System is designed to cut down on manual operations.

Driving down the cost of healthcare. Next to developing safe and effective medical technology, today’s device makers also are challenged to keep prices low—particularly in the field of diagnostics, where reimbursement can be challenging.

Dynex Technologies Inc., a Chantilly, Va.-based manufacturer of diagnostic devices, debuted its Agility ELISA (enzyme-linked immunosorbent assay) micro-plate sample processing system to the European market at Medica 2011, held in Dusseldorf, Germany, from Nov. 16-19, 2011.

According to company officials at this year’s multinational medtech event, the Agility was designed to provide “automation and ease-of-use” to what traditionally has been a tedious and time-consuming process.

Designers at Dynex removed the manual set-up and data entry from the workflow, to reduce the hands-on time compared with traditional systems. The goal, they said, was to lower the cost of ownership as well as the cost per test. The company worked with assay manufacturers to develop pre-loaded reagent packs—Dynex calls them SmartKits—that the user drops into the system without a manual reagent transfer. A barcode system electronically communicates all the information needed for a successful assay. This feature eliminates manual data entry of kit-specific data, minimizes errors, and tracks all kit, sample, and consumable inventory.

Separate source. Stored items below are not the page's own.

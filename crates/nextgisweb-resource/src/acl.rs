//! Resource access control lists.
//!
//! Each resource carries a list of [`AclRule`]s. A rule grants or denies a
//! permission (or a whole scope, or everything via `*`) to a principal.
//! When several rules match a request, a deny wins over an allow. When no
//! rule matches, the permission is denied.

use std::fmt;
use std::str::FromStr;

use serde::{Deserialize, Serialize};

use nextgisweb_core::{NgwError, Principal};

use crate::scope::Permission;

/// Wildcard matching any scope or any permission.
pub const ANY: &str = "*";

/// Whether a rule grants or denies.
#[derive(Debug, Clone, Copy, PartialEq, Eq, Hash, Serialize, Deserialize)]
#[serde(rename_all = "lowercase")]
pub enum AclAction {
    Allow,
    Deny,
}

impl fmt::Display for AclAction {
    fn fmt(&self, f: &mut fmt::Formatter<'_>) -> fmt::Result {
        match self {
            Self::Allow => write!(f, "allow"),
            Self::Deny => write!(f, "deny"),
        }
    }
}

impl FromStr for AclAction {
    type Err = NgwError;

    fn from_str(s: &str) -> Result<Self, Self::Err> {
        match s {
            "allow" => Ok(Self::Allow),
            "deny" => Ok(Self::Deny),
            other => Err(NgwError::SerializationError(format!(
                "Unknown ACL action '{other}'"
            ))),
        }
    }
}

/// A single ACL rule.
///
/// # Examples
///
/// ```
/// use nextgisweb_core::Principal;
/// use nextgisweb_resource::acl::AclRule;
/// use nextgisweb_resource::scope::DataScope;
///
/// let rule = AclRule::allow(Principal::Everyone, "data", "*");
/// assert!(rule.matches(DataScope::WRITE, &[Principal::Everyone]));
/// ```
#[derive(Debug, Clone, PartialEq, Eq, Serialize, Deserialize)]
pub struct AclRule {
    pub action: AclAction,
    pub principal: Principal,
    pub scope: String,
    pub permission: String,
}

impl AclRule {
    /// A rule granting `scope.permission` to `principal`.
    pub fn allow(principal: Principal, scope: &str, permission: &str) -> Self {
        Self {
            action: AclAction::Allow,
            principal,
            scope: scope.to_string(),
            permission: permission.to_string(),
        }
    }

    /// A rule denying `scope.permission` to `principal`.
    pub fn deny(principal: Principal, scope: &str, permission: &str) -> Self {
        Self {
            action: AclAction::Deny,
            ..Self::allow(principal, scope, permission)
        }
    }

    /// Returns `true` if the rule applies to the permission for any of the
    /// given principals.
    pub fn matches(&self, permission: Permission, principals: &[Principal]) -> bool {
        principals.contains(&self.principal)
            && (self.scope == ANY || self.scope == permission.scope)
            && (self.permission == ANY || self.permission == permission.name)
    }
}

/// Evaluates `rules` for a permission and a set of effective principals.
pub fn has_permission(rules: &[AclRule], permission: Permission, principals: &[Principal]) -> bool {
    let mut allowed = false;
    for rule in rules.iter().filter(|r| r.matches(permission, principals)) {
        match rule.action {
            AclAction::Deny => return false,
            AclAction::Allow => allowed = true,
        }
    }
    allowed
}

#[cfg(test)]
mod tests {
    use super::*;
    use crate::scope::{DataScope, DataStructureScope, ResourceScope};

    fn user() -> Vec<Principal> {
        nextgisweb_core::security::user_principals(7)
    }

    #[test]
    fn test_no_rules_denies() {
        assert!(!has_permission(&[], ResourceScope::READ, &user()));
    }

    #[test]
    fn test_exact_and_wildcard_allow() {
        let rules = vec![AclRule::allow(Principal::Authenticated, "data_structure", "read")];
        assert!(has_permission(&rules, DataStructureScope::READ, &user()));
        assert!(!has_permission(&rules, DataStructureScope::WRITE, &user()));

        let rules = vec![AclRule::allow(Principal::User(7), ANY, ANY)];
        assert!(has_permission(&rules, ResourceScope::CHANGE_PERMISSIONS, &user()));
    }

    #[test]
    fn test_deny_wins_over_allow() {
        let rules = vec![
            AclRule::allow(Principal::Everyone, ANY, ANY),
            AclRule::deny(Principal::User(7), "data", "write"),
        ];
        assert!(!has_permission(&rules, DataScope::WRITE, &user()));
        assert!(has_permission(&rules, DataScope::READ, &user()));
    }

    #[test]
    fn test_principal_must_match() {
        let rules = vec![AclRule::allow(Principal::Authenticated, ANY, ANY)];
        let anonymous = nextgisweb_core::security::anonymous_principals();
        assert!(!has_permission(&rules, DataScope::READ, &anonymous));
    }

    #[test]
    fn test_action_text_form() {
        assert_eq!("deny".parse::<AclAction>().unwrap(), AclAction::Deny);
        assert_eq!(AclAction::Allow.to_string(), "allow");
        assert!("maybe".parse::<AclAction>().is_err());
    }
}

“The Agility system and SmartKit reagent packs will revolutionize ELISA micro-plate processing, offering a great leap forward in improved efficiency and reduced cost,” according to Adrian Bunce, president of Dynex. “Never before has one instrument combined the speed, volume, and workflow performance typical of closed ELISA systems with the flexibility of an open system. You can run more tests in less time with fewer tedious steps and costly errors.”

Agility has three robotic arms for sample pipetting, reagent pipetting, and transferring plates, consumables, and SmartKit reagent packs. Up to 16 SmartKit packs can be stored on one Agility instrument at a time and up to 12 micro-plates can be loaded onboard as they are prepared, according to the company.

The system will be offered in a limited release to reagent manufacturers in the near future, with full availability to end users by the second quarter of 2012, company executives said.